Fundamental Considerations for Sod Producers

  • Herbicide selection for warm- and cool-season sod production differs. For more information about herbicide safety, consult with your Extension agent.
  • Always read and follow label directions. Some products cannot be used in sod production at all. Others have restrictions on when sod can be harvested after their use.
  • All preemergence herbicides inhibit root growth in some way, which is critical to sod production. Some are safer than others, but safety depends on the rate used. Commercial products typically have lower labeled rates intended for sprigged plantings or where sod is being regrown after harvest.
  • Most preemergence herbicides can be applied to centipedegrass and St. Augustinegrass. However, these species rely upon stolon growth (above-ground stems) to a greater extent than either bermudagrass or zoysiagrass, which have both rhizomes and stolons. For this reason, preemergence-herbicide selection should be made based upon prior experience and/or discussion with an Extension agent.
  • The effects of fall preemergence herbicides on sod tensile strength are not well understood, and the long list of preemergence herbicides has not been researched extensively. Spring applications may be more likely than fall applications to inhibit the best timing for warm-season sod growth, ultimately leading to decreased sod strength. However, you should be careful any time you apply preemergence herbicides to very young sprigs and plugs.
  • Preemergence herbicides typically lack postemergence control, but there are exceptions. Pre/post herbicides, like those discussed later, allow for control of already-germinated weeds. Postemergence herbicides may also be applied in combination with preemergence herbicides in order to “reach back” and control previously germinated weeds while also providing “residual” control of weeds that have not germinated yet.
  • In high-end turf production, many experts recommend splitting preemergence applications roughly 8 weeks apart (approximately August or September followed by October or November applications in Mississippi). Due to the size and scale of most sod farms, a single application is more reasonable and can be very effective when appropriately timed or combined with a postemergence herbicide program.
  • A fall/winter (October through February) selective herbicide application, such as atrazine, simazine, Kerb, Monument, Revolver, TranXit, or Negate, is commonly applied where sod hasn’t reached true dormancy.
  • A winter (January or February) nonselective herbicide, such as Roundup or Finale, may be applied after sod is truly dormant and forecasted temperatures prolong dormancy. Producers generally should not use these nonselective options on centipedegrass and St. Augustinegrass. This application is sometimes combined with a preemergence herbicide intended to prevent spring-germinating weeds, such as crabgrass and goosegrass.

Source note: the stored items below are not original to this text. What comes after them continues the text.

//
//  kongo
//  api/common/pagination.rs
//
//  Created by Ngonidzashe Mangudya on 2026/01/12.
//  Copyright (c) 2025 IAMNGONI. All rights reserved.
//

//! Pagination Types for Kong Admin API Responses
//!
//! Kong list endpoints return a page of entities wrapped in a `data` array,
//! plus an opaque `offset` cursor and a ready-made `next` link when more
//! entities exist:
//!
//! ```json
//! {
//!     "data": [{"id": "4e13f54a-bbf1-47a8-8777-255fed7116f2", "name": "foo"}],
//!     "next": "/services?offset=6378122c-a0a1-438d-a5c6-efabae9fb969",
//!     "offset": "6378122c-a0a1-438d-a5c6-efabae9fb969"
//! }
//! ```
//!
//! The client never follows the cursor on its own. Callers that want the
//! next page pass [`ListResponse::next_offset`] back in [`ListOptions::offset`].
//!
//! # Example
//!
//! ```rust
//! use kongo::api::common::{ListOptions, ListResponse};
//! use serde::Deserialize;
//!
//! #[derive(Deserialize)]
//! struct Service {
//!     name: String,
//! }
//!
//! let json = r#"{"data": [{"name": "foo"}], "offset": "abc"}"#;
//! let page: ListResponse<Service> = serde_json::from_str(json).unwrap();
//!
//! assert_eq!(page.data.len(), 1);
//! assert!(page.has_next());
//!
//! let options = ListOptions::default().offset(page.next_offset().unwrap()).size(50);
//! assert_eq!(options.to_query().unwrap(), "offset=abc&size=50");
//! ```

use serde::{Deserialize, Serialize};

/// One page of entities from a Kong list endpoint.
///
/// # Fields
///
/// | Field | Type | Description |
/// |-------|------|-------------|
/// | `data` | `Vec<T>` | Entities in this page |
/// | `next` | `Option<String>` | Relative link to the next page |
/// | `offset` | `Option<String>` | Cursor identifying the next page |
/// | `total` | `Option<u64>` | Total entity count (older Kong releases only) |
#[derive(Debug, Clone, Serialize, Deserialize)]
pub struct ListResponse<T> {
    /// Entities in this page.
    #[serde(default = "Vec::new")]
    pub data: Vec<T>,

    /// Relative link to the next page, when one exists.
    #[serde(default, skip_serializing_if = "Option::is_none")]
    pub next: Option<String>,

    /// Cursor for the next page, when one exists.
    #[serde(default, skip_serializing_if = "Option::is_none")]
    pub offset: Option<String>,

    /// Total entity count, reported by older Kong releases.
    #[serde(default, skip_serializing_if = "Option::is_none")]
    pub total: Option<u64>,
}

impl<T> ListResponse<T> {
    /// Returns `true` if the server reported another page.
    pub fn has_next(&self) -> bool {
        self.offset.is_some() || self.next.is_some()
    }

    /// The cursor to pass as [`ListOptions::offset`] for the next page.
    pub fn next_offset(&self) -> Option<&str> {
        self.offset.as_deref()
    }

    /// Number of entities in this page.
    pub fn len(&self) -> usize {
        self.data.len()
    }

    /// Returns `true` if this page holds no entities.
    pub fn is_empty(&self) -> bool {
        self.data.is_empty()
    }

    /// Consumes the page, returning its entities.
    pub fn into_items(self) -> Vec<T> {
        self.data
    }
}

/// Paging options accepted by Kong list endpoints.
///
/// Unset options are left out of the query string entirely.
#[derive(Debug, Clone, Default, PartialEq, Eq, Serialize)]
pub struct ListOptions {
    /// Cursor returned by a previous page.
    #[serde(skip_serializing_if = "Option::is_none")]
    pub offset: Option<String>,

    /// Page size. Kong defaults to 100 and caps it at 1000.
    #[serde(skip_serializing_if = "Option::is_none")]
    pub size: Option<u32>,
}

impl ListOptions {
    /// Sets the cursor.
    pub fn offset(mut self, offset: impl Into<String>) -> Self {
        self.offset = Some(offset.into());
        self
    }

    /// Sets the page size.
    pub fn size(mut self, size: u32) -> Self {
        self.size = Some(size);
        self
    }

    /// Encodes the options as a query string (without the leading `?`).
    pub fn to_query(&self) -> Result<String, serde_urlencoded::ser::Error> {
        serde_urlencoded::to_string(self)
    }
}

#[cfg(test)]
mod tests {
    use super::*;

    #[test]
    fn test_list_response_defaults() {
        let page: ListResponse<String> = serde_json::from_str("{}").unwrap();
        assert!(page.is_empty());
        assert!(!page.has_next());
        assert!(page.next_offset().is_none());
    }

    #[test]
    fn test_list_response_cursor_passthrough() {
        let json = r#"{"data": ["a", "b"], "next": "/routes?offset=xyz", "offset": "xyz", "total": 2}"#;
        let page: ListResponse<String> = serde_json::from_str(json).unwrap();
        assert_eq!(page.len(), 2);
        assert_eq!(page.next_offset(), Some("xyz"));
        assert_eq!(page.total, Some(2));
        assert_eq!(page.into_items(), vec!["a".to_string(), "b".to_string()]);
    }

    #[test]
    fn test_list_options_omit_unset_fields() {
        assert_eq!(ListOptions::default().to_query().unwrap(), "");
        assert_eq!(ListOptions::default().size(10).to_query().unwrap(), "size=10");
        assert_eq!(
            ListOptions::default().offset("a b").to_query().unwrap(),
            "offset=a+b"
        );
    }
}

“True Preemergence” Options

  • dithiopyr (Dimension 2EW, Dithiopyr 2L, Dithiopyr WSB)
  • oryzalin (Surflan, Oryzalin 4 Pro, etc.)
  • pendimethalin (Pendulum Aqua Cap, Pendulum 3.3EC, Pre-M)
  • prodiamine (Barricade 4L, Prodiamine 65WG, Resolute)
  • trifluralin (Treflan)

Prodiamine, pendimethalin, oryzalin, and trifluralin are dinitroaniline herbicides, while dithiopyr is a pyridine herbicide. Despite being in separate chemical classes, these herbicides have a similar effect: They inhibit cell division in young roots of developing plants. Read and follow label directions and suggested rates. In some instances, labels prohibit use of these and other products as much as 3 months before harvest.

  • metolachlor (Pennant Magnum)

This option is often combined with simazine or atrazine for enhanced preemergence activity.

  • oxadiazon (Ronstar WSP, Ronstar Flo, Ronstar G, Oxadiazon 50 WSB)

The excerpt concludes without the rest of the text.